Capital Planning and Operational Efficiency for Water Utilities

This water master planning tool greatly accelerates hydraulic diagram design of existing and proposed pressure zones and helps ensure accuracy on projects subject to frequent updates and revisions. Built atop AutoCAD 2010, H2ONET PZM integrates dynamic water network modeling with sophisticated graph-theoretical algorithms to help water utilities and consulting engineering firms handle a number of critical tasks. They include development of rigorous water distribution system models; accurate delineation of pressure zone boundaries; and speedy generation of comprehensive pressure zone hydraulic schematics, including summaries of in/out flows through pumps, control valves, check valves, storage tanks and reservoirs.
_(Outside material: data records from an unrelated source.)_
//! # 基底配置数据模型
//!
//! 描述标定所用的基底：金属种类与表面取向。
//! 晶格常数在编译期固定为枚举匹配表。
//!
//! ## 依赖关系
//! - 被 `rprime/lattice.rs`, `rprime/pipeline.rs`, `cli/calibrate.rs` 使用

use clap::ValueEnum;
use serde::{Deserialize, Serialize};

/// 基底金属种类
#[derive(Debug, Clone, Copy, PartialEq, Eq, ValueEnum, Serialize, Deserialize)]
pub enum Kind {
    Au,
    Ag,
    Cu,
}

impl Kind {
    /// 晶格常数 (Å)
    pub fn lattice_constant(&self) -> f64 {
        match self {
            Kind::Cu => 3.61496,
            Kind::Ag => 4.0862,
            Kind::Au => 4.07864,
        }
    }
}

impl std::fmt::Display for Kind {
    fn fmt(&self, f: &mut std::fmt::Formatter<'_>) -> std::fmt::Result {
        match self {
            Kind::Au => write!(f, "Au"),
            Kind::Ag => write!(f, "Ag"),
            Kind::Cu => write!(f, "Cu"),
        }
    }
}

/// 基底表面取向
#[derive(Debug, Clone, Copy, PartialEq, Eq, ValueEnum, Serialize, Deserialize)]
pub enum Surface {
    /// fcc(110) surface
    #[value(name = "110")]
    S110,
    /// fcc(111) surface
    #[value(name = "111")]
    S111,
}

impl std::fmt::Display for Surface {
    fn fmt(&self, f: &mut std::fmt::Formatter<'_>) -> std::fmt::Result {
        match self {
            Surface::S110 => write!(f, "110"),
            Surface::S111 => write!(f, "111"),
        }
    }
}

/// 基底配置：金属种类 + 表面取向
#[derive(Debug, Clone, Copy, PartialEq, Eq, Serialize, Deserialize)]
pub struct BaseType {
    /// 金属种类
    pub kind: Kind,
    /// 表面取向
    pub surface: Surface,
}

impl BaseType {
    pub fn new(kind: Kind, surface: Surface) -> Self {
        BaseType { kind, surface }
    }
}

impl std::fmt::Display for BaseType {
    fn fmt(&self, f: &mut std::fmt::Formatter<'_>) -> std::fmt::Result {
        write!(f, "{}({})", self.kind, self.surface)
    }
}

/// 基准角作用域（110 表面的衍射级次判定）
///
/// `PerImage` 在每幅图像前重置基准角，每幅图像的首簇即其自身基准；
/// `PerRun` 让基准角在整个标定过程中持续累积。
#[derive(Debug, Clone, Copy, PartialEq, Eq, Default, ValueEnum)]
pub enum BaselineScope {
    /// Reset the reference angles before every image
    #[default]
    PerImage,
    /// Keep the reference angles for the whole calibration run
    PerRun,
}

#[cfg(test)]
mod tests {
    use super::*;

    #[test]
    fn test_lattice_constants() {
        assert!((Kind::Cu.lattice_constant() - 3.61496).abs() < 1e-12);
        assert!((Kind::Ag.lattice_constant() - 4.0862).abs() < 1e-12);
        assert!((Kind::Au.lattice_constant() - 4.07864).abs() < 1e-12);
    }

    #[test]
    fn test_base_type_display() {
        let base = BaseType::new(Kind::Au, Surface::S110);
        assert_eq!(base.to_string(), "Au(110)");
        assert_eq!(BaseType::new(Kind::Cu, Surface::S111).to_string(), "Cu(111)");
    }
}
These capabilities not only make water distribution system master planning easier, faster and more reliable and enable users to perform quality assurance and control during the model development stage, prior to performing any rigorous evaluations. Water utilities can more effectively leverage the power of network modeling along with the tremendous expertise of the engineers who contribute to the process. The ultimate result is improved work experience, capital planning and operational efficiency.

H2ONET PZM automatically identifies and delineates each pressure zone based on its "ending" elements, such as tanks, pumps, control valves, check valves, closed pipes, and reservoirs. This helps ensure that the network model accurately reflects actual system performance and operation. The application then produces a schematic for each pressure zone, with the maximum and minimum elevations defined by tank level, junction, pump, control valve, closed pipe, and check valve elevation information. Summary data includes the flow and pressure for each hydraulic element along with maximum and minimum data for pressure, hydraulic grade line, water quality, flow, velocity, head loss and hydraulic slope. This information can be generated for any modeling scenario and any hydraulic time step in an extended period (dynamic) simulation.